Rerouting traffic toward the South Channel would bring about an increased proportion of the population and critical habitat exposed to higher sound levels, which is all the more alarming since the sector is frequented by females and their young. Further, to date this sector has had reasonably little exposure to shipping noise; an increase in merchant ship traffic would therefore represent a deterioration of this habitat currently relatively protected from noise. Also to be considered is the fact that the ships most likely to opt for the South Channel in order to avoid the reduced speed zone would probably be container ships, i.e. the largest, fastest and loudest vessels. Reducing speeds in the North Channel would help lower the exposure of belugas and their habitat to the ramifications of noise.
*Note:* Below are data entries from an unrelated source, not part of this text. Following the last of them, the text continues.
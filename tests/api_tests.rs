use std::sync::Arc;

use axum::http::StatusCode;
use axum_test::TestServer;
use serde_json::{json, Value};
use tempfile::TempDir;

use advisor_api::api::{create_router, AppState};
use advisor_api::db::{CatalogStore, FileStore, ProfileStore};
use advisor_api::ingest::ProgramScraper;
use advisor_api::services::{build_scorer, IntakeSessions, RecommendationEngine};

/// In-process server over a flat-file store and the lexical strategy
async fn create_test_server() -> (TestServer, TempDir) {
    let dir = tempfile::tempdir().unwrap();

    let store = Arc::new(FileStore::open(dir.path()).await.unwrap());
    let catalog: Arc<dyn CatalogStore> = store.clone();
    let profiles: Arc<dyn ProfileStore> = store;

    let scorer = build_scorer(false, None).unwrap();
    let engine = Arc::new(RecommendationEngine::new(
        catalog.clone(),
        profiles,
        scorer,
    ));

    let state = AppState {
        engine,
        catalog,
        intake: IntakeSessions::new(),
        scraper: Arc::new(ProgramScraper::new()),
    };

    (TestServer::new(create_router(state)).unwrap(), dir)
}

fn ai_program() -> Value {
    json!({
        "id": "ai",
        "title": "Artificial Intelligence",
        "url": "https://example.edu/program/master/ai",
        "description": "Applied deep learning program",
        "courses": [
            { "name": "Math Foundations", "kind": "mandatory", "credits": "5", "semester": "1" },
            { "name": "ML Basics", "kind": "elective", "credits": "3", "semester": "2",
              "description": "intro to machine learning" },
            { "name": "Compilers", "kind": "elective", "credits": "3", "semester": "2",
              "description": "parsing and code generation" }
        ],
        "requirements": ["Bachelor's degree in computer science"],
        "skills": ["python", "deep learning"],
        "career": ["ML Engineer"]
    })
}

#[tokio::test]
async fn test_health_check() {
    let (server, _dir) = create_test_server().await;
    let response = server.get("/health").await;
    response.assert_status_ok();
}

#[tokio::test]
async fn test_create_and_get_program() {
    let (server, _dir) = create_test_server().await;

    let response = server.post("/api/v1/programs").json(&ai_program()).await;
    response.assert_status(StatusCode::CREATED);

    let response = server.get("/api/v1/programs/ai").await;
    response.assert_status_ok();
    let program: Value = response.json();
    assert_eq!(program["title"], "Artificial Intelligence");
    assert_eq!(program["courses"].as_array().unwrap().len(), 3);

    let response = server.get("/api/v1/programs").await;
    response.assert_status_ok();
    let listing: Vec<Value> = response.json();
    assert_eq!(listing.len(), 1);
    assert_eq!(listing[0]["id"], "ai");
    assert_eq!(listing[0]["course_count"], 3);
}

#[tokio::test]
async fn test_get_missing_program_is_404() {
    let (server, _dir) = create_test_server().await;
    let response = server.get("/api/v1/programs/missing").await;
    response.assert_status(StatusCode::NOT_FOUND);
}

#[tokio::test]
async fn test_program_without_id_is_rejected() {
    let (server, _dir) = create_test_server().await;

    let response = server
        .post("/api/v1/programs")
        .json(&json!({ "id": "  ", "title": "Nameless" }))
        .await;
    response.assert_status(StatusCode::BAD_REQUEST);
}

#[tokio::test]
async fn test_delete_program() {
    let (server, _dir) = create_test_server().await;

    server.post("/api/v1/programs").json(&ai_program()).await;

    let response = server.delete("/api/v1/programs/ai").await;
    response.assert_status(StatusCode::NO_CONTENT);

    let response = server.delete("/api/v1/programs/ai").await;
    response.assert_status(StatusCode::NOT_FOUND);
}

#[tokio::test]
async fn test_program_summary() {
    let (server, _dir) = create_test_server().await;

    server.post("/api/v1/programs").json(&ai_program()).await;

    let response = server.get("/api/v1/programs/ai/summary").await;
    response.assert_status_ok();
    let summary: Value = response.json();
    assert_eq!(summary["course_count"], 3);
    assert_eq!(summary["skills"].as_array().unwrap().len(), 2);
}

#[tokio::test]
async fn test_compare_programs_with_disjoint_skills() {
    let (server, _dir) = create_test_server().await;

    server.post("/api/v1/programs").json(&ai_program()).await;

    let mut other = ai_program();
    other["id"] = json!("law");
    other["title"] = json!("Legal Studies");
    other["skills"] = json!(["contracts", "torts"]);
    server.post("/api/v1/programs").json(&other).await;

    let response = server
        .get("/api/v1/programs/compare")
        .add_query_param("first", "ai")
        .add_query_param("second", "law")
        .await;
    response.assert_status_ok();

    let comparison: Value = response.json();
    assert!(comparison["common_skills"].as_array().unwrap().is_empty());
    assert_eq!(comparison["only_first"].as_array().unwrap().len(), 2);
    assert_eq!(comparison["only_second"].as_array().unwrap().len(), 2);
}

#[tokio::test]
async fn test_recommendations_without_profile_are_empty() {
    let (server, _dir) = create_test_server().await;

    server.post("/api/v1/programs").json(&ai_program()).await;

    let response = server
        .get("/api/v1/programs/ai/recommendations")
        .add_query_param("user_id", 1)
        .await;
    response.assert_status_ok();

    let recommendations: Vec<Value> = response.json();
    assert!(recommendations.is_empty());
}

#[tokio::test]
async fn test_intake_flow_then_recommendations() {
    let (server, _dir) = create_test_server().await;

    server.post("/api/v1/programs").json(&ai_program()).await;

    let response = server.post("/api/v1/profiles/1/intake").await;
    response.assert_status_ok();
    let begin: Value = response.json();
    assert_eq!(begin["step"], "background");

    for (answer, expected_next) in [
        ("BSc computer science", Some("interests")),
        ("machine learning, nlp", Some("skills")),
        ("python, sql", Some("goals")),
        ("data scientist", None),
    ] {
        let response = server
            .post("/api/v1/profiles/1/intake/answers")
            .json(&json!({ "text": answer }))
            .await;
        response.assert_status_ok();
        let progress: Value = response.json();
        match expected_next {
            Some(step) => {
                assert_eq!(progress["status"], "in_progress");
                assert_eq!(progress["step"], step);
            }
            None => {
                assert_eq!(progress["status"], "completed");
                assert_eq!(progress["profile"]["user_id"], 1);
            }
        }
    }

    let response = server
        .get("/api/v1/programs/ai/recommendations")
        .add_query_param("user_id", 1)
        .await;
    response.assert_status_ok();

    let recommendations: Vec<Value> = response.json();
    assert_eq!(recommendations.len(), 2);
    // "ML Basics" matches the machine learning interest; "Compilers" matches
    // nothing and ranks below it.
    assert_eq!(recommendations[0]["name"], "ML Basics");
    assert!(
        recommendations[0]["score"].as_f64().unwrap()
            > recommendations[1]["score"].as_f64().unwrap()
    );
}

#[tokio::test]
async fn test_intake_answer_without_session_is_rejected() {
    let (server, _dir) = create_test_server().await;

    let response = server
        .post("/api/v1/profiles/9/intake/answers")
        .json(&json!({ "text": "anything" }))
        .await;
    response.assert_status(StatusCode::BAD_REQUEST);
}

#[tokio::test]
async fn test_put_get_delete_profile() {
    let (server, _dir) = create_test_server().await;

    let response = server
        .put("/api/v1/profiles/7")
        .json(&json!({
            "background": ["BSc math"],
            "interests": ["statistics"],
            "skills": ["r"],
            "goals": ["analyst"]
        }))
        .await;
    response.assert_status_ok();

    let response = server.get("/api/v1/profiles/7").await;
    response.assert_status_ok();
    let profile: Value = response.json();
    assert_eq!(profile["interests"][0], "statistics");

    let response = server.delete("/api/v1/profiles/7").await;
    response.assert_status(StatusCode::NO_CONTENT);

    let response = server.get("/api/v1/profiles/7").await;
    response.assert_status(StatusCode::NOT_FOUND);
}

#[tokio::test]
async fn test_study_plan_for_unknown_program_is_404() {
    let (server, _dir) = create_test_server().await;

    let response = server
        .get("/api/v1/programs/missing/plan")
        .add_query_param("user_id", 1)
        .await;
    response.assert_status(StatusCode::NOT_FOUND);
}

#[tokio::test]
async fn test_study_plan_contents() {
    let (server, _dir) = create_test_server().await;

    server.post("/api/v1/programs").json(&ai_program()).await;
    server
        .put("/api/v1/profiles/3")
        .json(&json!({
            "interests": ["machine learning"],
            "goals": ["data scientist"]
        }))
        .await;

    let response = server
        .get("/api/v1/programs/ai/plan")
        .add_query_param("user_id", 3)
        .await;
    response.assert_status_ok();

    let plan: Value = response.json();
    assert_eq!(plan["program_id"], "ai");
    assert_eq!(plan["mandatory"][0]["name"], "Math Foundations");
    assert_eq!(plan["electives"][0]["course"]["name"], "ML Basics");
    assert_eq!(plan["hints"].as_array().unwrap().len(), 2);
}

#[tokio::test]
async fn test_program_recommendations_ranked() {
    let (server, _dir) = create_test_server().await;

    server.post("/api/v1/programs").json(&ai_program()).await;

    let mut other = ai_program();
    other["id"] = json!("law");
    other["title"] = json!("Legal Studies");
    other["description"] = json!("Contract law and litigation practice");
    other["skills"] = json!(["contracts"]);
    other["career"] = json!(["Lawyer"]);
    server.post("/api/v1/programs").json(&other).await;

    server
        .put("/api/v1/profiles/5")
        .json(&json!({
            "interests": ["deep learning"],
            "goals": ["ml engineer"]
        }))
        .await;

    let response = server
        .get("/api/v1/recommendations/programs")
        .add_query_param("user_id", 5)
        .await;
    response.assert_status_ok();

    let ranked: Vec<Value> = response.json();
    assert_eq!(ranked.len(), 2);
    assert_eq!(ranked[0]["id"], "ai");
    assert!(ranked[0]["score"].as_f64().unwrap() > ranked[1]["score"].as_f64().unwrap());
}

#[tokio::test]
async fn test_index_catalog_under_lexical_strategy_reports_skips() {
    let (server, _dir) = create_test_server().await;

    server.post("/api/v1/programs").json(&ai_program()).await;

    let response = server.post("/api/v1/index").json(&json!({})).await;
    response.assert_status_ok();

    let report: Value = response.json();
    assert_eq!(report["courses"], 0);
    assert_eq!(report["programs"], 0);
    // Three courses plus the program itself, all skipped without an index.
    assert_eq!(report["skipped"], 4);
}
Consequently, maintaining or concentrating merchant navigation in the North Channel as much as possible represents the scenario that would best minimize the impacts on belugas. Reducing the speed or size of ships, changes in their design, or any other measure that would make them quieter would help further mitigate these adverse effects.
DFO. 2013. Impacts of rerouting marine traffic in the St. Lawrence Estuary on beluga (Delphinapterus leucas): Science in support of risk management. DFO Can. Sci. Advis. Sec. Sci. Advis. Rep. 2013/nnn.
Lesage, V., McQuinn, I.H., Carrier, D., Gosselin, J.-F., and Mosnier, A. 2013. Exposure of the beluga (Delphinapterus leucas) to marine traffic under various scenarios of transit route diversion in the St. Lawrence Estuary. DFO Can. Sci. Advis. Sec. Res. Doc. 2013/ 125. iv + 28 p.